▶ **TASK INSTRUCTIONS**:
Produce the same data once more, line for line.
──────── SUPPLIED RECORDS ────────
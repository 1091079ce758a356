use crate::dom::Dom;
use tracing::error;
use wasm_bindgen::{JsCast, UnwrapThrowExt};

/// [`Dom`] backend over a live [`web_sys::Document`].
///
/// Failures from the host document (appending to a detached node, invalid tag
/// names aside) are logged and skipped rather than propagated; a render never
/// partially rolls back.
#[derive(Debug)]
pub struct WebDom {
	document: web_sys::Document,
}

impl WebDom {
	#[must_use]
	pub fn new(document: web_sys::Document) -> Self {
		Self { document }
	}

	/// Attaches to the window's document.
	#[must_use]
	pub fn from_window() -> Self {
		Self::new(
			web_sys::window()
				.expect_throw("remount: no window")
				.document()
				.expect_throw("remount: no document"),
		)
	}
}

impl Dom for WebDom {
	type Node = web_sys::Node;

	fn create_element(&mut self, tag: &str) -> Self::Node {
		self.document.create_element(tag).expect_throw("remount: failed to create element").into()
	}

	fn create_text(&mut self, text: &str) -> Self::Node {
		self.document.create_text_node(text).into()
	}

	fn set_inner_html(&mut self, node: &Self::Node, html: &str) {
		match node.dyn_ref::<web_sys::Element>() {
			Some(element) => element.set_inner_html(html),
			None => error!("Expected `web_sys::Element` for raw content but found {:?}; ignoring.", node),
		}
	}

	fn append_child(&mut self, parent: &Self::Node, child: &Self::Node) {
		if let Err(error) = parent.append_child(child) {
			error!("Failed to append child: {:?}", error);
		}
	}

	fn remove_child(&mut self, parent: &Self::Node, child: &Self::Node) {
		if let Err(error) = parent.remove_child(child) {
			error!("Failed to remove child: {:?}", error);
		}
	}
}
────────
▶ **RESPONSE AREA**:
repository 1091079ce758a356
use crate::dom::Dom;
use tracing::error;
use wasm_bindgen::{JsCast, UnwrapThrowExt};

/// [`Dom`] backend over a live [`web_sys::Document`].
///
/// Failures from the host document (appending to a detached node, invalid tag
/// names aside) are logged and skipped rather than propagated; a render never
/// partially rolls back.
#[derive(Debug)]
pub struct WebDom {
	document: web_sys::Document,
}

impl WebDom {
	#[must_use]
	pub fn new(document: web_sys::Document) -> Self {
		Self { document }
	}

	/// Attaches to the window's document.
	#[must_use]
	pub fn from_window() -> Self {
		Self::new(
			web_sys::window()
				.expect_throw("remount: no window")
				.document()
				.expect_throw("remount: no document"),
		)
	}
}

impl Dom for WebDom {
	type Node = web_sys::Node;

	fn create_element(&mut self, tag: &str) -> Self::Node {
		self.document.create_element(tag).expect_throw("remount: failed to create element").into()
	}

	fn create_text(&mut self, text: &str) -> Self::Node {
		self.document.create_text_node(text).into()
	}

	fn set_inner_html(&mut self, node: &Self::Node, html: &str) {
		match node.dyn_ref::<web_sys::Element>() {
			Some(element) => element.set_inner_html(html),
			None => error!("Expected `web_sys::Element` for raw content but found {:?}; ignoring.", node),
		}
	}

	fn append_child(&mut self, parent: &Self::Node, child: &Self::Node) {
		if let Err(error) = parent.append_child(child) {
			error!("Failed to append child: {:?}", error);
		}
	}

	fn remove_child(&mut self, parent: &Self::Node, child: &Self::Node) {
		if let Err(error) = parent.remove_child(child) {
			error!("Failed to remove child: {:?}", error);
		}
	}
}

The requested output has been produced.